I was not an adult in these dreams but I was thinking as I do now, just in a child’s body.  I was in a war of some nature, bigger than anything anyone could stop…almost as if aliens had come down from the black of space and took over with technology and numbers we’ve never seen the likes of, although they were men, not aliens, when I saw them. 
 
The area of town was familiar to me, as usual, and I knew the layout well.  The buildings there are mostly commercial in nature, banks, shopping centres, factories…all abandoned and dead quiet.  We were not allowed to occupy the area so movement between the buildings had to be done under cover and very carefully; anyone caught was taken prisoner, hauled away in a re-purposed city bus driven by a soldier and we never saw them again. 
 
I was hiding in the ceiling of a factory with several other people, mostly adults, and we had not yet been discovered, but, we knew the forces were planning to use the building as a base, of sorts, and knew we had to leave.  Several of us, maybe 20 in total, watched the skies for airplanes and the ground for troops through the cracks that had appeared in the walls after years of neglect.  Windows were to be stayed far back from as it was not unusual to suddenly have a volley of bullets explode the remaining glass when the slightest reflection was seen from the outside.  The adults were kind to me, planning where to put me so I would be safe and one mentioned a bank with a sealed vault where many other children were said to be hidden away. 
 
We left the building in daylight because the streets were routinely combed in the dark, the most obvious time for movement and escape attempts.  I was terrified but tried to stay calm, trusting those around me to help keep me safe.  We moved through alleys and covered pathways, trying to reach the bank but a sudden rumbling engine made us all freeze in our tracks, right out there on the main street.  I backed into a the corner of a covered store entrance but I was right in the open, vulnerable and easily seen.  Two of the men in my group stood in front of me, hoping to hide me from the forces but a city bus rolled up and stopped directly in front of us, soldiers (sort of) getting out and beaconing us to board.  They were not cruel to us but very direct and everyone obediently  formed a queue and climbed aboard, myself included.  I stood in the aisle trying to decide where to sit.  The last time I had been on one of these buses it had exploded mid-trip (another dream from weeks ago) and only the back half where I was sitting survived.  We escaped with ease and ran from the fireball, terrified but free again.  I chose the same seat as last time and hunkered down, trying to make myself as tiny as possible. 
 
The bus made many stops, forces getting out and banging on residential doors, smashing windows and hunting for people to capture.  On one of these stops all the troops exited the bus upon hearing a struggle going on from a back yard area.  There were feral dogs everywhere and they often attacked on sight out of fear and hunger….the noise sounded like one of the troops had been attacked by a whole pack.  We all looked at each other, on the bus, and someone put their finger to their lips and motioned for me and several other people to follow…we silently crept off the back of the bus and, removing our shoes to not make any noise, beat a path back to the safety of the city centre….I can’t remember ever having run that fast in my life.  We made it though, to safety without being seen.  My heart was thundering in my chest with terror, adrenaline and blissful relief. 

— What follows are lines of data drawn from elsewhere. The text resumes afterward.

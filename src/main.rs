use dotenvy::dotenv;
use homeroom::logging::{init_tracing, shutdown_tracer};
use homeroom::metrics::{init_metrics, metrics_app};
use homeroom::router::init_router;
use homeroom::state::init_app_state;
use homeroom_config::ServerConfig;
use homeroom_db::run_migrations;
use tracing::{error, info};

#[tokio::main]
async fn main() -> anyhow::Result<()> {
    dotenv().ok();
    init_tracing();

    let server_config = ServerConfig::from_env();
    let state = init_app_state().await;
    run_migrations(&state.db).await?;

    if let Some(handle) = init_metrics() {
        let metrics_addr = server_config.metrics_addr();
        let listener = tokio::net::TcpListener::bind(&metrics_addr).await?;
        info!("Metrics available at http://{}/metrics", metrics_addr);
        tokio::spawn(async move {
            if let Err(e) = axum::serve(listener, metrics_app(handle)).await {
                error!(error = %e, "Metrics server stopped");
            }
        });
    }

    let app = init_router(state);
    let addr = server_config.addr();
    let listener = tokio::net::TcpListener::bind(&addr).await?;
    info!("Server running on http://{}", addr);
    info!("Swagger UI available at http://{}/swagger-ui", addr);

    axum::serve(listener, app)
        .with_graceful_shutdown(shutdown_signal())
        .await?;

    shutdown_tracer().await;
    Ok(())
}

async fn shutdown_signal() {
    if let Err(e) = tokio::signal::ctrl_c().await {
        error!(error = %e, "Failed to listen for shutdown signal");
    }
    info!("Shutdown signal received");
}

We came upon the bank, our group now much smaller, and one of the adults picked me up and held me up to a night deposit slot that opened from the outside.  I was so little I could fit through so I scrambled past the metal grill and plopped down onto the tile floor.  It was dark inside and I couldn’t see for a moment but I felt the presence of others around me.  Quietly, an older woman approached and, finger to lips, led me through the dark hallways to a small room with a day bed and curtains on the window. 
 
“They do not know we are in here,” she whispered, “so this is where we keep the children, like you.  Do not make any noise in here and, if we are discovered, you must lay down on top of the sheets in this bed and fold your arms over your chest; Pretend to be dead, as if we all committed suicide rather than be taken as prisoner.  If you are convincing enough, they will leave you here and move on.”
 
I wasn’t sure I’d be able to act dead in the face of such fear.  I would tremble and maybe even cry…they would never believe I was dead, but I said nothing, nodded solemnly, and sat quietly on the quit covering the bed.  The moment the woman was gone I began hunting for a more effective hiding spot.  There was no room under the bed and although I tried hard, I could not get between the mattresses flat enough to make the bed look empty.  There was a small attic hatch in the corner though and I set about getting myself up there, recalling, distantly, a story of a girl I had heard who hid from the Nazis in her attic for a good long while.  Plus, I’d already been hiding in the ceilings of factories…it had become to feel like the safest place to be. 
 
Once I had managed to climb up I was stunned to find a huge network of rooms and another large group of adults hiding out up there.  There was a huge, half moon, stained glass window that we could peek through without giving off a reflection or image to alert the forces of our whereabouts.  I peeked constantly, looking for danger and terrified of being caught again. 
 
I could see the old factory where I had recently stayed and my stomach lurched as I watched it get bombed by a strange hovering aircraft (where the alien pulse came from in theme). The explosions rattled the building I was in and was so deafening we had to clamp our hands over our ears, even from such a distance.  Silent tears slid out of my eyes because I knew there were still a lot of people hiding in there, too afraid to move or get caught and taken prisoner.  I knew they would have died quickly but it still made my heart ache for them.  One of the women I had been close to was nearly 9 months pregnant and had been so worried about the life she was bringing into the world.  I was sort of relieved that she no longer had to worry.  A crying baby would have put everyone in the building at risk…which no longer mattered, but still…  I couldn’t stop crying anyway. 
 
The aircraft, having destroyed the upper floors of the building, then began to fly in a slow circle, surprisingly close to the windows of neighbouring buildings, probably looking for more hidden citizens.  I jumped back from the window and crawled under an old wooden chair in the corner of the room, velvet seat having long since disintegrated, but it had gold tassels hanging from the bottom which provided a bit of cover making me feel safer.  I curled into a tiny ball and tried hard not to shake although I was scared a sudden explosion and bright white light would end me where I lay.  None came though and after a while I relaxed a little and uncurled enough to relieve the pain in my muscles. 
 
Movement around me caught my attention and I crawled out from my hiding stop to see what was going on.  Many of my hidden room mates seemed to be excited over something and their voices didn’t sound fearful.  I waited to see what was going on without asking. 
 
“Look!  Someone is fighting back!  I think they’re on our side!” a stranger said far above the usual whispered conversations. 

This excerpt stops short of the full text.